PROBLEM DESCRIPTION: Give a single number in reply. It is the count of lines below that contain the string "UserService".

(RECORDS FOR THE EXERCISE Opens)

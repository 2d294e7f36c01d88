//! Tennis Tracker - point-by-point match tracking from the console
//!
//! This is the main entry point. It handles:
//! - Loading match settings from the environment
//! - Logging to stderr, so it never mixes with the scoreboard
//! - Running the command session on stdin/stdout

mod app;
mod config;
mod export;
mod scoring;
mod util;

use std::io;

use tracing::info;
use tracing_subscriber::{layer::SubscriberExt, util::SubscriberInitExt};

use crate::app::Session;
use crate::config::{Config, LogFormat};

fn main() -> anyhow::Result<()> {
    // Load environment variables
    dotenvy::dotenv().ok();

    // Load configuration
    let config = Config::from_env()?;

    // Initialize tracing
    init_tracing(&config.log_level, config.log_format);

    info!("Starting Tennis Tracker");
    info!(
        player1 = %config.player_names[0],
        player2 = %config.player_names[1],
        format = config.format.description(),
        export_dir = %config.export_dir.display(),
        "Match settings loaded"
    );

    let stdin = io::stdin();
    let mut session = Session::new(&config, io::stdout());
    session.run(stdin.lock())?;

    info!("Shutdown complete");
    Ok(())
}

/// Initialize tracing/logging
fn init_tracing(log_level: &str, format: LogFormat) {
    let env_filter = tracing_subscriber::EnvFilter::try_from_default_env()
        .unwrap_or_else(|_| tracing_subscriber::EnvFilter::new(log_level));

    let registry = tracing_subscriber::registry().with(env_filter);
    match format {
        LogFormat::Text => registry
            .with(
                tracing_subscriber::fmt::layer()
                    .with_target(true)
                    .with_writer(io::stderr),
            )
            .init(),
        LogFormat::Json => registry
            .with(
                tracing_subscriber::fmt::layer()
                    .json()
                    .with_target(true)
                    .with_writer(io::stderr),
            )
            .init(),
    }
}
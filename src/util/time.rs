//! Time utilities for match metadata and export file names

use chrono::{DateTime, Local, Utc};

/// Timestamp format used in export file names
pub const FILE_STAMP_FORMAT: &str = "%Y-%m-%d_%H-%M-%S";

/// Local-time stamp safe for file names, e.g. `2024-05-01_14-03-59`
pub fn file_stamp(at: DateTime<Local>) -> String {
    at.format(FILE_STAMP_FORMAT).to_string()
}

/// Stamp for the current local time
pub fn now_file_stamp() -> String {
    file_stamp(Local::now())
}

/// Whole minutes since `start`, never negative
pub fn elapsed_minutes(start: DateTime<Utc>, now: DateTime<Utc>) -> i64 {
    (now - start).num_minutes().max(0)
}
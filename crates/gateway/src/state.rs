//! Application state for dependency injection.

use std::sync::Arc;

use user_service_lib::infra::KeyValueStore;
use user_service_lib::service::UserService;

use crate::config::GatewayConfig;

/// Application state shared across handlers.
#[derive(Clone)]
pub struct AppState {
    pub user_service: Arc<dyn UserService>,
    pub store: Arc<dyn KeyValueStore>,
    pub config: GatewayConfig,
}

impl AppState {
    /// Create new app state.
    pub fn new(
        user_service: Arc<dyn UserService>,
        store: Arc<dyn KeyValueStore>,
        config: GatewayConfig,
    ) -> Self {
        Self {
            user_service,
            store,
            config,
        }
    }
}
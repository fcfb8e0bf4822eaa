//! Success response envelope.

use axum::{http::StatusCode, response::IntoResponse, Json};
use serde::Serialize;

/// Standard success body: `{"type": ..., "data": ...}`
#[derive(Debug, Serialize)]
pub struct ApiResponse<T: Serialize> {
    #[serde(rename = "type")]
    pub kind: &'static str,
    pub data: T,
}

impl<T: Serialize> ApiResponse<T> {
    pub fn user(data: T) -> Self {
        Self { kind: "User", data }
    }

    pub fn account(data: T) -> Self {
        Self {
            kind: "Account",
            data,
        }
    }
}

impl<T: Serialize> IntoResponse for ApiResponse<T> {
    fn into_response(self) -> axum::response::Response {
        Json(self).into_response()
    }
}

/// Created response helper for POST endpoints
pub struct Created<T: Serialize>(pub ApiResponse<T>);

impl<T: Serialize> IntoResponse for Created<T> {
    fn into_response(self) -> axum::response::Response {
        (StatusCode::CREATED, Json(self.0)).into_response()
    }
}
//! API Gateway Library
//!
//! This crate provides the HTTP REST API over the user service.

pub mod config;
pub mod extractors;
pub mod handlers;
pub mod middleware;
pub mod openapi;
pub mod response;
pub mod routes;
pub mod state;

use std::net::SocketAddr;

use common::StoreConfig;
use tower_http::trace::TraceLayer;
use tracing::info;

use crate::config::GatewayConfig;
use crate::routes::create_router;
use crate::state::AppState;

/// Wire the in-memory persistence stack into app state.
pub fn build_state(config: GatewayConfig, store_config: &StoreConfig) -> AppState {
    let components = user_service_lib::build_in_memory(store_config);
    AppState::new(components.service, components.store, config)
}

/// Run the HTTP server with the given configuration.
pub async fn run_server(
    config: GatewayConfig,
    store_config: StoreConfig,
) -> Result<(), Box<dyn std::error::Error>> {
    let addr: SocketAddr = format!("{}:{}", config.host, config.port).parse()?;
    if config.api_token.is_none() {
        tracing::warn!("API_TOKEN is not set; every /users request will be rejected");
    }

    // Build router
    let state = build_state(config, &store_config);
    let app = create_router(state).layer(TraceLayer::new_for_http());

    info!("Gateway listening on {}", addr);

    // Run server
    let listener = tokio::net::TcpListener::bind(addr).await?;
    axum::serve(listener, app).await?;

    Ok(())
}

(RECORDS FOR THE EXERCISE Closes)
(RECORDS FOR THE EXERCISE Opens)

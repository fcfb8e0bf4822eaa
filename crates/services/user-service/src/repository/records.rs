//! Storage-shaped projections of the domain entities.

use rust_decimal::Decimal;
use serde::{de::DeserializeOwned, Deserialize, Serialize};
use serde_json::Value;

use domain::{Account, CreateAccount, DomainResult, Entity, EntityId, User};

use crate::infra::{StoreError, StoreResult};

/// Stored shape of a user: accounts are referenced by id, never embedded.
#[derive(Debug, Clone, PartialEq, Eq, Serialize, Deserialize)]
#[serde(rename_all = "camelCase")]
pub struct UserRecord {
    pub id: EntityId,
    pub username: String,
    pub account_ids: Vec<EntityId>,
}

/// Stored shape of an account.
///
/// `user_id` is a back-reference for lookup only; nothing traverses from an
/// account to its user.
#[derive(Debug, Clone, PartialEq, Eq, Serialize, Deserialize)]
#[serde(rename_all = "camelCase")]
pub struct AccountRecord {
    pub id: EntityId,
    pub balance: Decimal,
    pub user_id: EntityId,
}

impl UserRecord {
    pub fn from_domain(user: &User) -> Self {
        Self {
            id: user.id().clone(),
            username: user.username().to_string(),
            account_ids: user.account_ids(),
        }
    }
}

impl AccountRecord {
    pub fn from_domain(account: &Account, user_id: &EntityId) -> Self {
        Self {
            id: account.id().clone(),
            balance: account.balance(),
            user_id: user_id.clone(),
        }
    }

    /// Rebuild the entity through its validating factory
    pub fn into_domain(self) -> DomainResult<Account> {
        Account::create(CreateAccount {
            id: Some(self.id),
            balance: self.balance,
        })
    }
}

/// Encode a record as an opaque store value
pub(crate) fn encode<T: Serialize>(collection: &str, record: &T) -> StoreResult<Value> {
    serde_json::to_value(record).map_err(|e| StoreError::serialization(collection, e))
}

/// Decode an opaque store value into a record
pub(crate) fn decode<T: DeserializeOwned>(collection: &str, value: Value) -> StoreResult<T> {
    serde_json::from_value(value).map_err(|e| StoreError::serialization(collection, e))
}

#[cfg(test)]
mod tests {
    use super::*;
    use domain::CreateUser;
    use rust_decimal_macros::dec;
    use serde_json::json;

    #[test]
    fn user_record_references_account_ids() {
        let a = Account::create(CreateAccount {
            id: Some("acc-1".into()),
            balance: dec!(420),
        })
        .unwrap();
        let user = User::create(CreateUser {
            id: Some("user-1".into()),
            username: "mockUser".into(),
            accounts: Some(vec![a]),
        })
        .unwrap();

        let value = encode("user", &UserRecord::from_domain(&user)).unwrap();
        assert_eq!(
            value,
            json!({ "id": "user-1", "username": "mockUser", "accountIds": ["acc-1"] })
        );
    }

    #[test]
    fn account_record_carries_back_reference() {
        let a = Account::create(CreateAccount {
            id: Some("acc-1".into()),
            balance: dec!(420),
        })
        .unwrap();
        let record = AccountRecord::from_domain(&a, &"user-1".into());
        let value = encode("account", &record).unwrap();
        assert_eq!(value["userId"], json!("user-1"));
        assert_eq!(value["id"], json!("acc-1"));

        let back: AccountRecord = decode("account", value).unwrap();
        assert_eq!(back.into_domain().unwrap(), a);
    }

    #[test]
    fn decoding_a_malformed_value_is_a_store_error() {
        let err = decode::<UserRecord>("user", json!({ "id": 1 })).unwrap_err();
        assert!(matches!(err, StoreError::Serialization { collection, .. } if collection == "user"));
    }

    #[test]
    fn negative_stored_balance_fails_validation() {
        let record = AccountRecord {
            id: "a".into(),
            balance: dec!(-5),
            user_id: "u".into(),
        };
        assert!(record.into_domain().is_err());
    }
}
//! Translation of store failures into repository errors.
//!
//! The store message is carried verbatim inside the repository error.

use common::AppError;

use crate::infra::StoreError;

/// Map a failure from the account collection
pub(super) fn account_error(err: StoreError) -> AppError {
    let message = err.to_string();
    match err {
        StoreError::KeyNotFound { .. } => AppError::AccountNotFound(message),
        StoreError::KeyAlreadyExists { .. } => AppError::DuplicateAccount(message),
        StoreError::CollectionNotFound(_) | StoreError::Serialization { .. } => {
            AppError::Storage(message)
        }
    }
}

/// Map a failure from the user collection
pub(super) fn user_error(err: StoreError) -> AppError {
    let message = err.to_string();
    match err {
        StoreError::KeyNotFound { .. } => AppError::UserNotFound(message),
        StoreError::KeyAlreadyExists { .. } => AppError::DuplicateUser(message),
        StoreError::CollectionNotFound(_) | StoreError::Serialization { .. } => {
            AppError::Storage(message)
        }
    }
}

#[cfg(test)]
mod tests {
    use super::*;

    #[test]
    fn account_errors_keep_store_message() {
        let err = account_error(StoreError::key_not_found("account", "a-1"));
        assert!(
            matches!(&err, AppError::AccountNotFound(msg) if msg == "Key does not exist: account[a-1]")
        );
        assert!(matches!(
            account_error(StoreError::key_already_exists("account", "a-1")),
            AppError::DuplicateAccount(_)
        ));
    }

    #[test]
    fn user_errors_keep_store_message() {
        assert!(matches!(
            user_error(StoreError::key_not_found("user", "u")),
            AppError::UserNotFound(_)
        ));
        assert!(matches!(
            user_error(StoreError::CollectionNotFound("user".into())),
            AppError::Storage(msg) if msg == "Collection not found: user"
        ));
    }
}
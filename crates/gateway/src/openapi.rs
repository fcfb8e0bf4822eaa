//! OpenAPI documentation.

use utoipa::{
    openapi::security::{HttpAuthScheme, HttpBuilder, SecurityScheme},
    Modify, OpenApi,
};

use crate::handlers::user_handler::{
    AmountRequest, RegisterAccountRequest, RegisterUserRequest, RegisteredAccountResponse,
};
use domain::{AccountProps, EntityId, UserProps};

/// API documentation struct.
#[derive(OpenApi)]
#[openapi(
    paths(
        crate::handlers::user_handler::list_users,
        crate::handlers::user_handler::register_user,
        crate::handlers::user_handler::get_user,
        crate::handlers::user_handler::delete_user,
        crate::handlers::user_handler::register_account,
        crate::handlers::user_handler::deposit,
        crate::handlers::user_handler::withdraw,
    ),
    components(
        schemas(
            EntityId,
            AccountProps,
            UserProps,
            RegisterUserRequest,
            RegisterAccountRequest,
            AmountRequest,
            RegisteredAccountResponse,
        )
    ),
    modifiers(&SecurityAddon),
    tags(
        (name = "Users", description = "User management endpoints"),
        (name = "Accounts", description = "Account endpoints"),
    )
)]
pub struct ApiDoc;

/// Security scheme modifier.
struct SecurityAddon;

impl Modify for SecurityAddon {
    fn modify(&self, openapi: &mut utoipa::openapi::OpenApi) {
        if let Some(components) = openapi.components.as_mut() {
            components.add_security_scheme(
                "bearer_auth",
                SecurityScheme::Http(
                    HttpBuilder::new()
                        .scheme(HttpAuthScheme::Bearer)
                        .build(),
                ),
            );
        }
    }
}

(RECORDS FOR THE EXERCISE Closes)

OUTPUT BELOW: 3